▶ Your instructions
Repeat word for word, please, only the lines of the material from the one containing "the configured bound." through its final line, both ends included.
::::::
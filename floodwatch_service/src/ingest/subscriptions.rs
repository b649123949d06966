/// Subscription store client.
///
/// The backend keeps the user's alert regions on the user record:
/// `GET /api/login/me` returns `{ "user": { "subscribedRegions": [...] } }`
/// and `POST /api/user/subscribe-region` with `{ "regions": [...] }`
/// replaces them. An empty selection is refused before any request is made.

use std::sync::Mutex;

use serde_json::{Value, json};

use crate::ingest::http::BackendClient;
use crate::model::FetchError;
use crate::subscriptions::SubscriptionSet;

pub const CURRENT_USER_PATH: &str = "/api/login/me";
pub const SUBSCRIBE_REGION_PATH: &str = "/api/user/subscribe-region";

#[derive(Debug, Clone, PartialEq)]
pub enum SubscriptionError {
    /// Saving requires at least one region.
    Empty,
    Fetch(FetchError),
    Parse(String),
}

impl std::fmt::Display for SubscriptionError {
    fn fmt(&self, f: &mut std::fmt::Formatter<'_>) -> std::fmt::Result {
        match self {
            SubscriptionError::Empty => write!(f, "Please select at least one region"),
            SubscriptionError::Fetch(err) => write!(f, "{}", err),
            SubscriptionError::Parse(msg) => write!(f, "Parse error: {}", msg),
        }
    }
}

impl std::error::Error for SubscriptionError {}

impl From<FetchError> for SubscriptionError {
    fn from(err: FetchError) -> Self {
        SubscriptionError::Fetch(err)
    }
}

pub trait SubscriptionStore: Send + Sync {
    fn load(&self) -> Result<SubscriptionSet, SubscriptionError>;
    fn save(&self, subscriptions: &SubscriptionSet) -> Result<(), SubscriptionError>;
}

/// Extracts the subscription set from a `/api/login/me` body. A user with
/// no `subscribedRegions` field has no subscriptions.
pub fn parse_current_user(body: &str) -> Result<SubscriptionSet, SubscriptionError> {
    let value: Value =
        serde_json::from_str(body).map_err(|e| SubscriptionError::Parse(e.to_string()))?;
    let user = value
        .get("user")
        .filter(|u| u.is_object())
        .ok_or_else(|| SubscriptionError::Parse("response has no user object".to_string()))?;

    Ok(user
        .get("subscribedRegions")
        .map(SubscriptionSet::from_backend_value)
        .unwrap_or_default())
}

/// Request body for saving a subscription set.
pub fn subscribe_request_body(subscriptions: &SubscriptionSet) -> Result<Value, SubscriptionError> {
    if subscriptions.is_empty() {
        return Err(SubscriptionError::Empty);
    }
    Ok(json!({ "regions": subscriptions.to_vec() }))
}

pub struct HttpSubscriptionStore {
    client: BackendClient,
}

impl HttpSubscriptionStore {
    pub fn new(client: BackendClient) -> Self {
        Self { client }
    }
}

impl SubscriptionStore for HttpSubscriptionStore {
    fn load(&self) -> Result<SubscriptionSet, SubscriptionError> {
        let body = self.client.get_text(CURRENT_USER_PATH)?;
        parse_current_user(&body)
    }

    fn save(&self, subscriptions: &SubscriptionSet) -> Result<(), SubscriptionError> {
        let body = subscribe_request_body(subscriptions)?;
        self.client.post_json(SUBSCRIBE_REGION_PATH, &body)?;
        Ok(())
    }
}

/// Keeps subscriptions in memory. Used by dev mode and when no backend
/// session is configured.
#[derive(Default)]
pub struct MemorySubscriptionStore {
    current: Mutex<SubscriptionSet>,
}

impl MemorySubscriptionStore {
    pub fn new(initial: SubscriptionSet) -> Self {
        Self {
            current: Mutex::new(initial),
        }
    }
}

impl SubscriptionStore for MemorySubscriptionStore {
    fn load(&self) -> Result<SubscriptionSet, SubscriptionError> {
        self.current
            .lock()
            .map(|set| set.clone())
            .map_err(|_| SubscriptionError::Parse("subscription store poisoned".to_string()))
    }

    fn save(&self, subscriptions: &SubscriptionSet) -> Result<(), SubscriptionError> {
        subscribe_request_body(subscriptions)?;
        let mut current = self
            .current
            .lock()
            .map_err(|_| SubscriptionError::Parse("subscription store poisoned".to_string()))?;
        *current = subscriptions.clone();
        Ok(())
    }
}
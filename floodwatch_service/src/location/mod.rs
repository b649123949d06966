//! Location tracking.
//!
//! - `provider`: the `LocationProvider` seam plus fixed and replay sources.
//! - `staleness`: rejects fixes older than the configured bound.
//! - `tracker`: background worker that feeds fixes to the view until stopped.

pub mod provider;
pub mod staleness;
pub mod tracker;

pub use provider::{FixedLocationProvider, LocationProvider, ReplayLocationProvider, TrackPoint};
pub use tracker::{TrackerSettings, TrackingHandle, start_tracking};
::::::
▶ Exercise output
//! - `staleness`: rejects fixes older than the configured bound.
//! - `tracker`: background worker that feeds fixes to the view until stopped.

pub mod provider;
pub mod staleness;
pub mod tracker;

pub use provider::{FixedLocationProvider, LocationProvider, ReplayLocationProvider, TrackPoint};
pub use tracker::{TrackerSettings, TrackingHandle, start_tracking};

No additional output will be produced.